In the day of public trouble, when God\'s judgments are in the earth,
laying all waste, he will be a place of defence to those that by faith
put themselves under his protection, those that trust in him in the way
of their duty, that live a life of dependence upon him, and devotedness
to him; he knows them, he owns them for his, he takes cognizance of
their case, knows what is best for them, and what course to take most
effectually for their relief. They are perhaps obscure and little
regarded in the world, but the Lord knows them, Ps. 1:6.
### Verses 9-15
These verses seem to point at the destruction of the army of the
Assyrians under Sennacherib, which may well be reckoned a part of the
burden of Nineveh, the head city of the Assyrian empire, and a pledge of
the destruction of Nineveh itself about 100 years after; and this was an
event which Isaiah, with whom probably this prophet was contemporary,
spoke much of.

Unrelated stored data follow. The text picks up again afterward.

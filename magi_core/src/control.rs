//! Closed-loop chip temperature control.
//!
//! `TemperatureController` owns the hardware and spawns one loop thread per
//! `start()`. The thread reads the three sensor channels, blends the two
//! calibrated differentials, runs the pre-filtered setpoint through the PID
//! and drives the heater. It talks to the outside only through
//! `SharedTemperature`, the atomic desired setpoint, the shutdown flag and a
//! small channel of cycle samples.
//!
//! Lifecycle:
//! - `start()` on a running loop is an error (`MagiError::AlreadyRunning`).
//! - `stop()` on a stopped loop is a no-op.
//! - `stop()` returns only after the thread has exited and the heater has
//!   been driven to zero.
//!
//! The pre-filter state moves into the thread on `start()` and comes back
//! through the join handle, so it carries over from one run to the next.
//! PID state is created fresh on every start.

use crossbeam_channel as xch;
use magi_traits::{Channel, Clock, Heater, MonotonicClock, Sensor};
use std::sync::atomic::{AtomicBool, AtomicU64, Ordering};
use std::sync::{Arc, Mutex, MutexGuard, PoisonError};
use std::thread::JoinHandle;
use std::time::{Duration, Instant};

use crate::builder::validate;
use crate::config::ControlCfg;
use crate::error::{MagiError, Result};
use crate::hw_error::map_boxed;
use crate::pid::Pid;
use crate::prefilter::{PreFilterState, prefilter};
use crate::shared::SharedTemperature;
use crate::status::{LoopState, LoopStatus};

/// Sensor and heater behind one lock, shared between the controller and the
/// loop thread.
pub struct Hardware {
    pub sensor: Box<dyn Sensor + Send>,
    pub heater: Box<dyn Heater + Send>,
}

impl core::fmt::Debug for Hardware {
    fn fmt(&self, f: &mut core::fmt::Formatter<'_>) -> core::fmt::Result {
        f.debug_struct("Hardware").finish_non_exhaustive()
    }
}

/// What one control cycle saw and did.
#[derive(Debug, Clone, Copy, PartialEq)]
pub struct CycleSample {
    pub measured_c: f64,
    pub setpoint_c: f64,
    pub duty: f64,
}

const SAMPLE_BACKLOG: usize = 16;

pub struct TemperatureController {
    hw: Arc<Mutex<Hardware>>,
    cfg: ControlCfg,
    clock: Arc<dyn Clock + Send + Sync>,
    shared: SharedTemperature,
    desired_bits: Arc<AtomicU64>,
    heater_faults: Arc<AtomicU64>,
    prefilter: PreFilterState,
    shutdown: Arc<AtomicBool>,
    worker: Option<JoinHandle<PreFilterState>>,
    samples_tx: xch::Sender<CycleSample>,
    samples_rx: xch::Receiver<CycleSample>,
}

impl core::fmt::Debug for TemperatureController {
    fn fmt(&self, f: &mut core::fmt::Formatter<'_>) -> core::fmt::Result {
        f.debug_struct("TemperatureController")
            .field("running", &self.is_running())
            .field("desired_c", &self.desired_temperature())
            .field("measured_c", &self.shared.value_c())
            .finish()
    }
}

impl TemperatureController {
    pub(crate) fn from_parts(
        hw: Hardware,
        cfg: ControlCfg,
        clock: Arc<dyn Clock + Send + Sync>,
    ) -> Self {
        let (samples_tx, samples_rx) = xch::bounded(SAMPLE_BACKLOG);
        Self {
            hw: Arc::new(Mutex::new(hw)),
            shared: SharedTemperature::new(cfg.prefilter_initial_c),
            desired_bits: Arc::new(AtomicU64::new(cfg.initial_setpoint_c.to_bits())),
            heater_faults: Arc::new(AtomicU64::new(0)),
            prefilter: PreFilterState::new(cfg.prefilter_initial_c),
            shutdown: Arc::new(AtomicBool::new(false)),
            worker: None,
            samples_tx,
            samples_rx,
            cfg,
            clock,
        }
    }

    /// Controller on the real monotonic clock. Rejects the same configs as
    /// the builder.
    pub fn new<S, H>(sensor: S, heater: H, cfg: ControlCfg) -> Result<Self>
    where
        S: Sensor + Send + 'static,
        H: Heater + Send + 'static,
    {
        validate(&cfg)?;
        Ok(Self::from_parts(
            Hardware {
                sensor: Box::new(sensor),
                heater: Box::new(heater),
            },
            cfg,
            Arc::new(MonotonicClock::new()),
        ))
    }

    pub fn config(&self) -> &ControlCfg {
        &self.cfg
    }

    pub fn is_running(&self) -> bool {
        self.worker.is_some()
    }

    /// Spawn the control loop. Resets the PID, keeps the pre-filter memory,
    /// and switches the cooling fan on.
    pub fn start(&mut self) -> Result<()> {
        if self.is_running() {
            return Err(MagiError::AlreadyRunning.into());
        }

        lock(&self.hw)
            .heater
            .set_auxiliary(true)
            .map_err(|e| map_boxed(e.as_ref()))?;

        let shutdown = Arc::new(AtomicBool::new(false));
        self.shutdown = shutdown.clone();

        let ctx = LoopCtx {
            hw: self.hw.clone(),
            cfg: self.cfg.clone(),
            clock: self.clock.clone(),
            shared: self.shared.clone(),
            desired_bits: self.desired_bits.clone(),
            heater_faults: self.heater_faults.clone(),
            shutdown,
            samples_tx: self.samples_tx.clone(),
            samples_rx: self.samples_rx.clone(),
        };
        let state = self.prefilter;
        let spawned = std::thread::Builder::new()
            .name("magi-control".into())
            .spawn(move || ctx.run(state));
        let handle = match spawned {
            Ok(h) => h,
            Err(e) => {
                if let Err(fan) = lock(&self.hw).heater.set_auxiliary(false) {
                    tracing::error!(error = %fan, "failed to switch fan off after spawn error");
                }
                return Err(MagiError::Io(e.to_string()).into());
            }
        };
        self.worker = Some(handle);

        tracing::info!(
            desired_c = self.desired_temperature(),
            prefilter_c = state.previous,
            period_ms = self.cfg.update_period.as_millis() as u64,
            "temperature control started"
        );
        Ok(())
    }

    /// Stop the loop, then drive the heater to zero and the fan off.
    pub fn stop(&mut self) -> Result<()> {
        let Some(handle) = self.worker.take() else {
            tracing::debug!("stop requested while already stopped");
            return Ok(());
        };

        self.shutdown.store(true, Ordering::Release);
        match handle.join() {
            Ok(state) => {
                tracing::trace!("control thread joined successfully");
                self.prefilter = state;
            }
            Err(e) => {
                tracing::warn!(?e, "control thread panicked; re-seeding pre-filter");
                self.prefilter = PreFilterState::new(self.cfg.prefilter_initial_c);
            }
        }

        let mut hw = lock(&self.hw);
        let duty = hw.heater.set_duty_cycle(0.0);
        let fan = hw.heater.set_auxiliary(false);
        drop(hw);

        if let Err(e) = duty.and(fan) {
            tracing::error!(error = %e, "failed to zero heater on stop");
            return Err(MagiError::HardwareFault(e.to_string()).into());
        }
        tracing::info!(
            heater_faults = self.heater_faults(),
            "temperature control stopped"
        );
        Ok(())
    }

    /// New desired temperature; picked up on the next cycle. Non-finite
    /// values are rejected and the previous setpoint stays in effect.
    pub fn set_desired_temperature(&self, celsius: f64) -> Result<()> {
        if !celsius.is_finite() {
            return Err(
                MagiError::Config(format!("desired temperature must be finite, got {celsius}"))
                    .into(),
            );
        }
        self.desired_bits.store(celsius.to_bits(), Ordering::Relaxed);
        tracing::debug!(desired_c = celsius, "desired temperature set");
        Ok(())
    }

    pub fn desired_temperature(&self) -> f64 {
        f64::from_bits(self.desired_bits.load(Ordering::Relaxed))
    }

    /// Most recently published measured temperature, °C.
    pub fn get_current_temperature(&self) -> f64 {
        self.shared.value_c()
    }

    /// Handle readers can keep without borrowing the controller.
    pub fn shared_temperature(&self) -> SharedTemperature {
        self.shared.clone()
    }

    /// Mean of `n` reads of the shared temperature spaced `interval` apart.
    pub fn average_temperature(&self, n: usize, interval: Duration) -> f64 {
        if n == 0 {
            return self.get_current_temperature();
        }
        let mut sum = 0.0;
        for _ in 0..n {
            sum += self.get_current_temperature();
            self.clock.sleep(interval);
        }
        sum / n as f64
    }

    /// Heater writes that failed while running, since construction.
    pub fn heater_faults(&self) -> u64 {
        self.heater_faults.load(Ordering::Relaxed)
    }

    /// Newest cycle sample not yet consumed, if any.
    pub fn latest_sample(&self) -> Option<CycleSample> {
        self.samples_rx.try_iter().last()
    }

    /// Pre-filter memory; only observable while stopped.
    pub fn prefilter_state(&self) -> Option<PreFilterState> {
        (!self.is_running()).then_some(self.prefilter)
    }

    pub fn status(&self) -> LoopStatus {
        LoopStatus {
            state: if self.is_running() {
                LoopState::Running
            } else {
                LoopState::Stopped
            },
            desired_c: self.desired_temperature(),
            measured_c: self.get_current_temperature(),
            heater_faults: self.heater_faults(),
        }
    }
}

impl Drop for TemperatureController {
    fn drop(&mut self) {
        if let Err(e) = self.stop() {
            tracing::error!(error = %e, "failed to stop temperature control on drop");
        }
    }
}

fn lock(hw: &Mutex<Hardware>) -> MutexGuard<'_, Hardware> {
    hw.lock().unwrap_or_else(PoisonError::into_inner)
}

struct LoopCtx {
    hw: Arc<Mutex<Hardware>>,
    cfg: ControlCfg,
    clock: Arc<dyn Clock + Send + Sync>,
    shared: SharedTemperature,
    desired_bits: Arc<AtomicU64>,
    heater_faults: Arc<AtomicU64>,
    shutdown: Arc<AtomicBool>,
    samples_tx: xch::Sender<CycleSample>,
    samples_rx: xch::Receiver<CycleSample>,
}

impl LoopCtx {
    fn run(self, mut state: PreFilterState) -> PreFilterState {
        let cfg = &self.cfg;
        let mut pid = Pid::new(cfg.gains, cfg.output_min, cfg.output_max, self.clock.now());
        let mut last_publish: Option<Instant> = None;

        while !self.shutdown.load(Ordering::Acquire) {
            let cycle_start = self.clock.now();
            {
                let mut hw = lock(&self.hw);
                match measure(hw.sensor.as_mut(), cfg) {
                    Ok(measured_c) => {
                        let desired = f64::from_bits(self.desired_bits.load(Ordering::Relaxed));
                        let setpoint_c =
                            prefilter(desired, &mut state, cfg.prefilter_a, cfg.prefilter_b);
                        let now = self.clock.now();
                        let duty = pid.update(setpoint_c, measured_c, now);
                        if !(setpoint_c.is_finite() && duty.is_finite()) {
                            self.drive(&mut hw, 0.0);
                            drop(hw);
                            tracing::error!(setpoint_c, duty, "non-finite control output; heater off");
                            state = PreFilterState::new(cfg.prefilter_initial_c);
                            pid.reset(now);
                        } else {
                            self.drive(&mut hw, duty);
                            drop(hw);

                            let due = last_publish.is_none_or(|t| {
                                now.saturating_duration_since(t) >= cfg.publish_period
                            });
                            if due {
                                self.shared.publish(measured_c, now);
                                last_publish = Some(now);
                            }
                            self.offer(CycleSample {
                                measured_c,
                                setpoint_c,
                                duty,
                            });
                            tracing::trace!(measured_c, setpoint_c, duty, "control cycle");
                        }
                    }
                    Err(e) if e.is_transient() => {
                        tracing::warn!(error = %e, "sensor read failed; skipping control cycle");
                    }
                    Err(e) => {
                        tracing::error!(error = %e, "bad temperature reading; skipping control cycle");
                    }
                }
            }

            // Check shutdown before sleep to avoid unnecessary delay
            if self.shutdown.load(Ordering::Acquire) {
                break;
            }
            let spent = self.clock.now().saturating_duration_since(cycle_start);
            self.clock.sleep(cfg.update_period.saturating_sub(spent));
        }
        tracing::trace!("control thread exiting cleanly");
        state
    }

    fn drive(&self, hw: &mut Hardware, duty: f64) {
        if let Err(e) = hw.heater.set_duty_cycle(duty) {
            self.heater_faults.fetch_add(1, Ordering::Relaxed);
            let zeroed = hw.heater.set_duty_cycle(0.0).is_ok();
            tracing::error!(error = %e, duty, zeroed, "heater write failed");
        }
    }

    /// Keep the newest samples; drop the oldest when the backlog is full.
    fn offer(&self, sample: CycleSample) {
        if let Err(xch::TrySendError::Full(sample)) = self.samples_tx.try_send(sample) {
            let _ = self.samples_rx.try_recv();
            let _ = self.samples_tx.try_send(sample);
        }
    }
}

/// One blended reading outside the control loop, e.g. for a health check.
pub fn read_temperature(sensor: &mut dyn Sensor, cfg: &ControlCfg) -> Result<f64> {
    Ok(measure(sensor, cfg)?)
}

/// Blended chip temperature from one read of all three channels.
fn measure(sensor: &mut dyn Sensor, cfg: &ControlCfg) -> std::result::Result<f64, MagiError> {
    let mut counts = [0.0; 3];
    for ch in Channel::ALL {
        let v = sensor
            .read_channel(ch, cfg.sensor_timeout)
            .map_err(|e| map_boxed(e.as_ref()))?;
        counts[usize::from(ch.index())] = v * cfg.adc_full_scale;
    }
    let [baseline, bottom, top] = counts;
    let t_bottom = cfg.calibration.to_celsius(bottom - baseline);
    let t_top = cfg.calibration.to_celsius(top - baseline);
    let measured = cfg.bias * t_bottom + (1.0 - cfg.bias) * t_top;
    if !measured.is_finite() {
        return Err(MagiError::Data(format!("non-finite temperature {measured}")));
    }
    Ok(measured)
}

Now observe here,
`I.` The great provocation which the Assyrians gave to God, the just and
jealous God, for which, though slow to anger, he would take vengeance
(v. 11): There is one come out of thee, that imagines evil against the
Lord-Sennacherib, and his spokesman Rabshakeh. They framed an evil
letter and an evil speech, not only against Hezekiah and his people, but
against God himself, reflecting upon him as level with the gods of the
heathen, and unable to protect his worshippers, dissuading his people
from putting confidence in him, and urging them rather to put themselves
under the protection of the great king, the king of Assyria. They
contrived to alter the property of Jerusalem, that it should be no
longer the city of the Lord, the holy city. This one, this mighty one,
so he thinks himself, that comes out of Nineveh, imagining evil against
the Lord, brings upon Nineveh this burden. Never was the glorious
Majesty of heaven and earth more daringly, more blasphemously affronted
than by Sennacherib at that time. He was a wicked counsellor who
counselled them to despair of God\'s protection, and surrender
themselves to the king of Assyria, and endeavour to put them out of
conceit with Hezekiah\'s reformation (Isa. 36:7); with this wicked
counsellor he here expostulates (v. 9): \"What do you imagine against
the Lord? What a foolish wicked thing it is for you to plot against God,
as if you could outwit divine wisdom and overpower omnipotence itself!\"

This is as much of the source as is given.